Task description
Would you return the entries below word for word?

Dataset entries
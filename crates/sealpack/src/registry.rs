//! Named abilities.

use std::collections::BTreeMap;
use std::path::Path;

use sealpack_client::AbilityConfig;

use crate::ability::Ability;
use crate::error::{Result, SealError};

/// A set of abilities keyed by name.
///
/// A registry is an ordinary owned value. Build one at startup and pass it
/// where it is needed.
#[derive(Debug, Default)]
pub struct AbilityRegistry {
    abilities: BTreeMap<String, Ability>,
}

impl AbilityRegistry {
    /// Build an HTTP-backed ability for every named config.
    pub fn new<I>(configs: I) -> Result<Self>
    where
        I: IntoIterator<Item = (String, AbilityConfig)>,
    {
        let abilities = configs
            .into_iter()
            .map(|(name, config)| {
                let ability = Ability::new(config)
                    .map_err(|e| SealError::Config(format!("{name}: {e}")))?;
                Ok((name, ability))
            })
            .collect::<Result<_>>()?;
        Ok(Self { abilities })
    }

    /// A registry of already built abilities.
    pub fn from_abilities<I>(abilities: I) -> Self
    where
        I: IntoIterator<Item = (String, Ability)>,
    {
        Self {
            abilities: abilities.into_iter().collect(),
        }
    }

    /// Build from a TOML table of named abilities.
    pub fn from_toml_str(raw: &str) -> Result<Self> {
        Self::new(AbilityConfig::named_from_toml_str(raw)?)
    }

    pub fn from_file(path: impl AsRef<Path>) -> Result<Self> {
        Self::new(AbilityConfig::named_from_file(path)?)
    }

    /// Look up an ability.
    ///
    /// With no name, the only configured ability is returned. Naming is
    /// required once more than one is configured.
    pub fn get(&self, name: Option<&str>) -> Result<&Ability> {
        match name {
            Some(name) => self
                .abilities
                .get(name)
                .ok_or_else(|| SealError::UnknownAbility(name.to_string())),
            None => {
                let mut abilities = self.abilities.values();
                match (abilities.next(), abilities.next()) {
                    (Some(only), None) => Ok(only),
                    _ => Err(SealError::ConfigKeyMissing),
                }
            }
        }
    }

    pub fn names(&self) -> impl Iterator<Item = &str> {
        self.abilities.keys().map(String::as_str)
    }

    pub fn len(&self) -> usize {
        self.abilities.len()
    }

    pub fn is_empty(&self) -> bool {
        self.abilities.is_empty()
    }
}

Answer for this exercise
filename crates/sealpack/src/registry.rs
//! Named abilities.

use std::collections::BTreeMap;
use std::path::Path;

use sealpack_client::AbilityConfig;

use crate::ability::Ability;
use crate::error::{Result, SealError};

/// A set of abilities keyed by name.
///
/// A registry is an ordinary owned value. Build one at startup and pass it
/// where it is needed.
#[derive(Debug, Default)]
pub struct AbilityRegistry {
    abilities: BTreeMap<String, Ability>,
}

impl AbilityRegistry {
    /// Build an HTTP-backed ability for every named config.
    pub fn new<I>(configs: I) -> Result<Self>
    where
        I: IntoIterator<Item = (String, AbilityConfig)>,
    {
        let abilities = configs
            .into_iter()
            .map(|(name, config)| {
                let ability = Ability::new(config)
                    .map_err(|e| SealError::Config(format!("{name}: {e}")))?;
                Ok((name, ability))
            })
            .collect::<Result<_>>()?;
        Ok(Self { abilities })
    }

    /// A registry of already built abilities.
    pub fn from_abilities<I>(abilities: I) -> Self
    where
        I: IntoIterator<Item = (String, Ability)>,
    {
        Self {
            abilities: abilities.into_iter().collect(),
        }
    }

    /// Build from a TOML table of named abilities.
    pub fn from_toml_str(raw: &str) -> Result<Self> {
        Self::new(AbilityConfig::named_from_toml_str(raw)?)
    }

    pub fn from_file(path: impl AsRef<Path>) -> Result<Self> {
        Self::new(AbilityConfig::named_from_file(path)?)
    }

    /// Look up an ability.
    ///
    /// With no name, the only configured ability is returned. Naming is
    /// required once more than one is configured.
    pub fn get(&self, name: Option<&str>) -> Result<&Ability> {
        match name {
            Some(name) => self
                .abilities
                .get(name)
                .ok_or_else(|| SealError::UnknownAbility(name.to_string())),
            None => {
                let mut abilities = self.abilities.values();
                match (abilities.next(), abilities.next()) {
                    (Some(only), None) => Ok(only),
                    _ => Err(SealError::ConfigKeyMissing),
                }
            }
        }
    }

    pub fn names(&self) -> impl Iterator<Item = &str> {
        self.abilities.keys().map(String::as_str)
    }

    pub fn len(&self) -> usize {
        self.abilities.len()
    }

    pub fn is_empty(&self) -> bool {
        self.abilities.is_empty()
    }
}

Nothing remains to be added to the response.